Leacock, always of obvious intelligence, was sent to the elite private school of Upper Canada College in Toronto, where he was top of the class and so popular he was chosen as head boy. His father left the house in 1887 and never returned. The same year, seventeen year old Leacock started at Univesity College at the University of Toronto but could not resume the following year due to financial difficulties.
He left university to earn money as a schoolteacher -- a job he disliked immensely -- at Strathroy, Uxbridge and finally in Toronto. As a teacher at UCC, his alma matter, he was able to simultaneously attend classes at U of T and earn his degree part-time in 1891. At this early point, Leacock caught the writing bug at The Varsity, a campus newspaper.
Academic and political life
Disillusioned with teaching, in 1899 he began graduate studies at the University of Chicago where he received a doctorate in political science. He moved from Chicago to Montreal where he became a lecturer and long-time acting head of the political economy department at McGill University.
He was closely associated with Sir Arthur Currie, former commander of the Canadian Corps in the Great War and principal of McGill from 1919 until his death in 1933. In fact, Currie had been a student observing Leacock's practice teaching in Strathroy in 1888. In 1936, Leacock was forcibly retired by the McGill Board of Governors -- an unlikely prospect had Currie lived.

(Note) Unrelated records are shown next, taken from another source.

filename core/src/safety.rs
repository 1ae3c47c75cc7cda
//! Thermal cutoff check.

use crate::monitoring::Snapshot;

/// Whether a running test must be stopped for safety.
///
/// Trips only when the temperature is strictly above the cutoff.
pub fn should_trip(snapshot: &Snapshot, running: bool, cutoff_c: f64) -> bool {
    running && snapshot.temperature_c > cutoff_c
}
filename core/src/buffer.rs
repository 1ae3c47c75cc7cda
/// Fixed-capacity circular buffer of plot samples.
///
/// When the buffer is full, the oldest sample is overwritten.
/// Thread-safe access is provided externally via a `Mutex`.
#[derive(Debug, Clone)]
pub struct RingBuffer<T> {
    data: Vec<T>,
    capacity: usize,
    /// Next index to write to.
    write_pos: usize,
    /// Total samples ever written (used to compute readable range).
    total_written: usize,
}

impl<T: Copy + Default> RingBuffer<T> {
    /// Create a new ring buffer holding at most `capacity` samples.
    ///
    /// A zero capacity is bumped to one so that `push` never divides by zero.
    pub fn new(capacity: usize) -> Self {
        let capacity = capacity.max(1);
        Self {
            data: vec![T::default(); capacity],
            capacity,
            write_pos: 0,
            total_written: 0,
        }
    }

    /// Append a sample, evicting the oldest one if full.
    pub fn push(&mut self, value: T) {
        self.data[self.write_pos] = value;
        self.write_pos = (self.write_pos + 1) % self.capacity;
        self.total_written += 1;
    }

    /// Copy all buffered samples in order (oldest to newest).
    pub fn to_vec(&self) -> Vec<T> {
        let stored = self.len();
        if stored == 0 {
            return Vec::new();
        }

        if self.total_written <= self.capacity {
            // Not wrapped yet, samples start at index 0
            self.data[..stored].to_vec()
        } else {
            // Wrapped, oldest sample sits at write_pos
            let mut result = Vec::with_capacity(self.capacity);
            result.extend_from_slice(&self.data[self.write_pos..]);
            result.extend_from_slice(&self.data[..self.write_pos]);
            result
        }
    }

    /// Number of samples currently stored.
    pub fn len(&self) -> usize {
        std::cmp::min(self.total_written, self.capacity)
    }

    pub fn is_empty(&self) -> bool {
        self.total_written == 0
    }

    pub fn capacity(&self) -> usize {
        self.capacity
    }
}
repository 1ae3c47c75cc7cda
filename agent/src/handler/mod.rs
pub mod dispatch;
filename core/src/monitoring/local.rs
//! Probes for the local board: firmware queries, `/proc`, `/sys` and `df`.

use std::net::{IpAddr, ToSocketAddrs};
use std::path::PathBuf;
use std::process::{Command, Stdio};
use std::time::{Duration, Instant};

use sysinfo::System;
use tracing::debug;

use crate::config::EngineConfig;
use crate::errors::ProbeError;
use crate::monitoring::parser::{
    cpu_percent_from_delta, parse_clock_mhz, parse_cooling_state, parse_cpu_line, parse_df_output,
    parse_meminfo, parse_temp, parse_throttled, parse_uptime, parse_volts,
};
use crate::monitoring::probe::ProbeSet;
use crate::monitoring::types::{CpuCounters, FirmwareReading, MemoryReading, ProcessEntry};

/// Upper bound for a single external command.
const DEFAULT_COMMAND_TIMEOUT: Duration = Duration::from_millis(200);

/// How often a running command is polled for exit.
const POLL_INTERVAL: Duration = Duration::from_millis(5);

/// Reads telemetry from the host the engine runs on.
///
/// The firmware family is answered by `vcgencmd` (or the configured
/// replacement); CPU, memory and uptime come from `/proc`; disk usage from
/// `df -Pk /`; per-process CPU usage from the `sysinfo` process table.
pub struct LocalProbes {
    firmware_cmd: String,
    cooling_device: PathBuf,
    command_timeout: Duration,
    prev_cpu: Option<CpuCounters>,
    /// Cached hostname (doesn't change at runtime).
    cached_hostname: Option<String>,
    system: System,
}

impl LocalProbes {
    pub fn new(firmware_cmd: impl Into<String>, cooling_device: impl Into<PathBuf>) -> Self {
        Self {
            firmware_cmd: firmware_cmd.into(),
            cooling_device: cooling_device.into(),
            command_timeout: DEFAULT_COMMAND_TIMEOUT,
            prev_cpu: None,
            cached_hostname: None,
            system: System::new(),
        }
    }

    pub fn from_config(config: &EngineConfig) -> Self {
        Self::new(
            config.firmware_cmd.clone(),
            config.cooling_device_path.clone(),
        )
        .with_command_timeout(config.command_timeout())
    }

    pub fn with_command_timeout(mut self, timeout: Duration) -> Self {
        self.command_timeout = timeout;
        self
    }

    fn query_firmware(&self, args: &[&str]) -> Result<String, ProbeError> {
        run_command(&self.firmware_cmd, args, self.command_timeout)
    }

    fn hostname(&mut self) -> Result<String, ProbeError> {
        if let Some(ref h) = self.cached_hostname {
            return Ok(h.clone());
        }
        let h = run_command("hostname", &[], self.command_timeout)?
            .trim()
            .to_string();
        if h.is_empty() {
            return Err(ProbeError::Parse("empty hostname".into()));
        }
        self.cached_hostname = Some(h.clone());
        Ok(h)
    }
}

impl ProbeSet for LocalProbes {
    fn firmware(&mut self) -> Result<FirmwareReading, ProbeError> {
        let temperature_c = parse_temp(&self.query_firmware(&["measure_temp"])?)?;
        let clock_mhz = parse_clock_mhz(&self.query_firmware(&["measure_clock", "arm"])?)?;
        let voltage_v = parse_volts(&self.query_firmware(&["measure_volts", "core"])?)?;
        let throttle_state = parse_throttled(&self.query_firmware(&["get_throttled"])?)?;
        Ok(FirmwareReading {
            temperature_c,
            clock_mhz,
            voltage_v,
            throttle_state,
        })
    }

    fn cooling_state(&mut self) -> Result<Option<u32>, ProbeError> {
        if !self.cooling_device.exists() {
            return Ok(None);
        }
        let content = std::fs::read_to_string(&self.cooling_device)?;
        parse_cooling_state(&content).map(Some)
    }

    fn cpu_load_pct(&mut self) -> Result<f64, ProbeError> {
        let content = std::fs::read_to_string("/proc/stat")?;
        let line = content
            .lines()
            .find(|l| l.starts_with("cpu "))
            .ok_or_else(|| ProbeError::Parse("no aggregate cpu line in /proc/stat".into()))?;
        let counters = parse_cpu_line(line);
        let pct = match &self.prev_cpu {
            Some(prev) => cpu_percent_from_delta(prev, &counters),
            None => 0.0,
        };
        self.prev_cpu = Some(counters);
        Ok(pct)
    }

    fn memory(&mut self) -> Result<MemoryReading, ProbeError> {
        parse_meminfo(&std::fs::read_to_string("/proc/meminfo")?)
    }

    fn disk_used_pct(&mut self) -> Result<f64, ProbeError> {
        parse_df_output(&run_command("df", &["-Pk", "/"], self.command_timeout)?)
    }

    fn local_ip(&mut self) -> Result<String, ProbeError> {
        let host = self.hostname()?;
        let addrs = (host.as_str(), 0u16).to_socket_addrs()?;
        addrs
            .map(|a| a.ip())
            .find(IpAddr::is_ipv4)
            .map(|ip| ip.to_string())
            .ok_or_else(|| ProbeError::Unavailable(format!("no IPv4 address for {host}")))
    }

    fn uptime_s(&mut self) -> Result<f64, ProbeError> {
        parse_uptime(&std::fs::read_to_string("/proc/uptime")?)
    }

    fn processes(&mut self) -> Result<Vec<ProcessEntry>, ProbeError> {
        self.system.refresh_processes();
        let mut procs: Vec<_> = self.system.processes().iter().collect();
        // Stable order for processes with equal usage
        procs.sort_by_key(|(pid, _)| **pid);
        Ok(procs
            .into_iter()
            .map(|(_, p)| ProcessEntry {
                name: p.name().to_string(),
                cpu_pct: f64::from(p.cpu_usage()),
            })
            .collect())
    }
}

/// Run a command and capture its stdout, killing it after `timeout`.
fn run_command(program: &str, args: &[&str], timeout: Duration) -> Result<String, ProbeError> {
    let label = if args.is_empty() {
        program.to_string()
    } else {
        format!("{program} {}", args.join(" "))
    };

    let mut child = Command::new(program)
        .args(args)
        .stdin(Stdio::null())
        .stdout(Stdio::piped())
        .stderr(Stdio::null())
        .spawn()
        .map_err(|e| ProbeError::Command {
            command: label.clone(),
            reason: e.to_string(),
        })?;

    let deadline = Instant::now() + timeout;
    loop {
        if child.try_wait()?.is_some() {
            break;
        }
        if Instant::now() >= deadline {
            let _ = child.kill();
            let _ = child.wait();
            debug!("Killed '{label}' after {}ms", timeout.as_millis());
            return Err(ProbeError::Timeout(label));
        }
        std::thread::sleep(POLL_INTERVAL);
    }

    let output = child.wait_with_output()?;
    if !output.status.success() {
        return Err(ProbeError::Command {
            command: label,
            reason: format!("exited with status {}", output.status),
        });
    }

    Ok(String::from_utf8_lossy(&output.stdout).to_string())
}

Leacock was both a social conservative and a partisan Conservative. He opposed women's rights and disliked non-Anglo-Saxon immigration. He was, however, a supporter of social welfare legislation. He was a champion of the British Empire, and went on lecture tours to further the cause.
Although considered a federal candidate for his party, it wisely declined to invite the author, lecturer and maverick to stand for election. Nevertheless, he would stump for local candidates at his summer home.
Literary life
Although he did write learned articles and books related to his field of study, his political theory is now all but forgotten. Nevertheless, Leacock was awarded the Royal Society of Canada's Lorne Pierce Medal in 1937, nominally for his academic work.
He soon turned to fiction, humour and short reports to supplement (and ultimately exceed) his regular income. His stories, first published in magazines in Canada and the United States and later in novel form became extremely popular around the world. It was said in 1911 that more people had heard of Stephen Leacock than had heard of Canada.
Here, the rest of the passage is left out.